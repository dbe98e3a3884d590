//! Producing successor states.

use once_cell::sync::OnceCell;

use super::state::{Placement, RepetitionTable};
use super::terminal::{DrawReason, Outcome, REPETITION_LIMIT};
use super::{BoardState, CastleSide, CastlingRights, ChessError, Color, Move, Piece, Square};

/// What a move did to the placement.
#[derive(Clone, Copy, Debug)]
pub(crate) struct MoveEffect {
    pub(crate) piece: Piece,
    pub(crate) captured: Option<(Square, Piece)>,
}

impl Placement {
    /// Relocate the pieces for `mv` played by `us`.
    ///
    /// Returns `None` without touching the masks when `us` has no piece on
    /// the origin square.
    pub(crate) fn play(&mut self, mv: Move, us: Color) -> Option<MoveEffect> {
        let them = us.opposite();
        match mv {
            Move::Normal { from, to } => {
                let (_, piece) = self.piece_at(from).filter(|&(c, _)| c == us)?;
                let captured = self.capture(to, them);
                self.remove_piece(from, us, piece);
                self.set_piece(to, us, piece);
                Some(MoveEffect { piece, captured })
            }
            Move::Castle { color, side } => {
                let (king_from, king_to) = side.king_squares(color);
                let (rook_from, rook_to) = side.rook_squares(color);
                if self.piece_at(king_from) != Some((color, Piece::King)) {
                    return None;
                }
                self.remove_piece(king_from, color, Piece::King);
                self.remove_piece(rook_from, color, Piece::Rook);
                self.set_piece(king_to, color, Piece::King);
                self.set_piece(rook_to, color, Piece::Rook);
                Some(MoveEffect {
                    piece: Piece::King,
                    captured: None,
                })
            }
            Move::EnPassant { from, to } => {
                if self.piece_at(from) != Some((us, Piece::Pawn)) {
                    return None;
                }
                let victim = Square::from_index(from.rank() * 8 + to.file());
                self.remove_piece(victim, them, Piece::Pawn);
                self.remove_piece(from, us, Piece::Pawn);
                self.set_piece(to, us, Piece::Pawn);
                Some(MoveEffect {
                    piece: Piece::Pawn,
                    captured: Some((victim, Piece::Pawn)),
                })
            }
            Move::Promotion { from, to, piece } | Move::PromotionCapture { from, to, piece } => {
                if self.piece_at(from) != Some((us, Piece::Pawn)) {
                    return None;
                }
                let captured = self.capture(to, them);
                self.remove_piece(from, us, Piece::Pawn);
                self.set_piece(to, us, piece);
                Some(MoveEffect {
                    piece: Piece::Pawn,
                    captured,
                })
            }
        }
    }

    fn capture(&mut self, sq: Square, them: Color) -> Option<(Square, Piece)> {
        let (_, piece) = self.piece_at(sq).filter(|&(c, _)| c == them)?;
        self.remove_piece(sq, them, piece);
        Some((sq, piece))
    }
}

/// Clear the right tied to a rook's home square.
fn revoke_rook_home(rights: &mut CastlingRights, sq: Square, color: Color) {
    for side in CastleSide::BOTH {
        if side.rook_squares(color).0 == sq {
            rights.remove(color, side);
        }
    }
}

impl BoardState {
    /// Play a legal move, producing the successor state.
    ///
    /// `self` is left untouched. Moves outside [`BoardState::legal_moves`]
    /// are rejected with `InvalidMove`.
    pub fn apply(&self, mv: Move) -> Result<BoardState, ChessError> {
        if !self.legal_moves().contains(&mv) {
            return Err(ChessError::InvalidMove { mv });
        }
        self.apply_unchecked(mv)
    }

    /// Play a move known to come from the generator, skipping the legality lookup.
    pub(crate) fn apply_unchecked(&self, mv: Move) -> Result<BoardState, ChessError> {
        let us = self.side_to_move;
        let mut board = self.board;
        let effect = board.play(mv, us).ok_or(ChessError::InvalidMove { mv })?;

        let mut castle_rights = self.castle_rights;
        match effect.piece {
            Piece::King => castle_rights.remove_color(us),
            Piece::Rook => revoke_rook_home(&mut castle_rights, mv.from(), us),
            _ => {}
        }
        if let Some((sq, Piece::Rook)) = effect.captured {
            revoke_rook_home(&mut castle_rights, sq, us.opposite());
        }

        let en_passant_target = match mv {
            Move::Normal { from, to }
                if effect.piece == Piece::Pawn && from.rank().abs_diff(to.rank()) == 2 =>
            {
                Some(Square::from_index((from.index() + to.index()) / 2))
            }
            _ => None,
        };

        // Positions before a pawn move or capture can never recur
        let irreversible = effect.piece == Piece::Pawn || effect.captured.is_some();
        let (halfmove_clock, repetitions) = if irreversible {
            (0, RepetitionTable::new())
        } else {
            (self.halfmove_clock + 1, self.repetitions.clone())
        };

        let mut next = BoardState {
            board,
            side_to_move: us.opposite(),
            castle_rights,
            en_passant_target,
            halfmove_clock,
            repetitions,
            turn_number: self.turn_number + 1,
            hash: 0,
            legal: OnceCell::new(),
            winner: OnceCell::new(),
        };
        next.hash = next.compute_hash();
        if next.repetitions.increment(next.hash) >= REPETITION_LIMIT {
            let _ = next
                .winner
                .set(Some(Outcome::Draw(DrawReason::Repetition)));
        }
        Ok(next)
    }
}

What needs to be done =
Of the entries above, repeat exactly the lines between the line with "#[derive(Clone, Copy, Debug)]" and the line with "self.remove_piece(from, us, piece);", inclusive, and no others.

Written reply =
#[derive(Clone, Copy, Debug)]
pub(crate) struct MoveEffect {
    pub(crate) piece: Piece,
    pub(crate) captured: Option<(Square, Piece)>,
}

impl Placement {
    /// Relocate the pieces for `mv` played by `us`.
    ///
    /// Returns `None` without touching the masks when `us` has no piece on
    /// the origin square.
    pub(crate) fn play(&mut self, mv: Move, us: Color) -> Option<MoveEffect> {
        let them = us.opposite();
        match mv {
            Move::Normal { from, to } => {
                let (_, piece) = self.piece_at(from).filter(|&(c, _)| c == us)?;
                let captured = self.capture(to, them);
                self.remove_piece(from, us, piece);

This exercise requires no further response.